I haven't written in so long it feels unfamiliar to me.  I typically journal even if I'm not blogging or updating facebook, but for the past several weeks I've felt really detached from what I sometimes consider an "impersonal" way of communicating.  Ask my friends.  I'm terrible with texts.  Too often the messages are misconstrued and the "tone" is misinterpreted.  I don't know, I guess I'm old school like that and would rather have a conversation, hear the warmth in the other person's voice, feel the honesty in their words.  So the writing for me just didn't flow for a while.  Today I thought I'd give it a shot.  Having just come back from a trip to Philly for the Diamonds & Denim Event, which was a huge success, and then to Orlando to visit my entire family (my sister, niece, brother, Mom & Dad, and of course, little mister Finnegan) I'm feeling rejuvenated and calm.  It feels nice.
I've been spending alot of time reading lately.  Words inspire me and I find it fascinating to read from another persons perspective.  Most inspirational books aim at delivering the same message- be who you are, honor yourself, honor your passions, and love with your whole heart in the present moment- but certain writers resonate differently depending on the individual.  It's the way we are willing to receive the message.  And lately for me, I've noticed that I'm drawn to books that validate everyone at every stage in their lives- books that acknowledge the highs & lows, the shared feelings of worthlessness and inauthenticity, the ebbs & flows of life that we all go through but rarely talk about.  I came off of a rollercoaster in mid turn when I left QVC and now I actually have the gift of time to explore and create something new, yet for a while I wasn't able to appreciate that.  I thought that if I wasn't working, I wasn't "doing" anything.  My Mom was so comforting to me during a phone call a few weeks ago.  She said, "Why don't you just relax and enjoy life?

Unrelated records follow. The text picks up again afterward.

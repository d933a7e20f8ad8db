//! Telemetry helpers for dashboards embedding `gridchart-rs`.
//!
//! Every pipeline stage reports through `tracing`; installing a subscriber is
//! left to the host. Hosts without their own setup can call
//! `init_default_tracing` once at startup.

/// Default filter used when `RUST_LOG` is not set.
pub const DEFAULT_TRACING_FILTER: &str = "info";

/// Installs a compact `tracing` subscriber when the `telemetry` feature is enabled.
///
/// Returns `true` when initialization succeeds.
/// Returns `false` when the feature is disabled or the host already set a
/// global subscriber.
#[must_use]
pub fn init_default_tracing() -> bool {
    #[cfg(feature = "telemetry")]
    {
        let filter = tracing_subscriber::EnvFilter::try_from_default_env()
            .unwrap_or_else(|_| tracing_subscriber::EnvFilter::new(DEFAULT_TRACING_FILTER));
        return tracing_subscriber::fmt()
            .with_env_filter(filter)
            .with_target(true)
            .compact()
            .try_init()
            .is_ok();
    }

    #[cfg(not(feature = "telemetry"))]
    {
        false
    }
}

Take a moment and breath. No one is keeping score but you." Hmm.  Now that was something to think about.  We all have our "to-do lists" don't we?  But where on that list do we find things like: take a nap, read a good book, treat yourself to a long walk, or spend 10 minutes doing absolutely nothing at all.   
I highly recommend "The Gifts of Imperfection" by Brene Brown (I read it in just a few days after I finished reading "The Help", another great book- can't wait to see the movie!!!).  One of the messages in the book that rang loud & clear for me was that "what we bring to the world is completely individual and cannot be compared."  Or as simply as Laura Williams put it, "Comparison is the thief of happiness."  Brene also reminds us to "Let go of who you think you're supposed to be and embrace who you are."  I'm not interested in keeping score just to be relevant.  I want to live and love and travel and experience as much as I can.  The work will come.  I can wait.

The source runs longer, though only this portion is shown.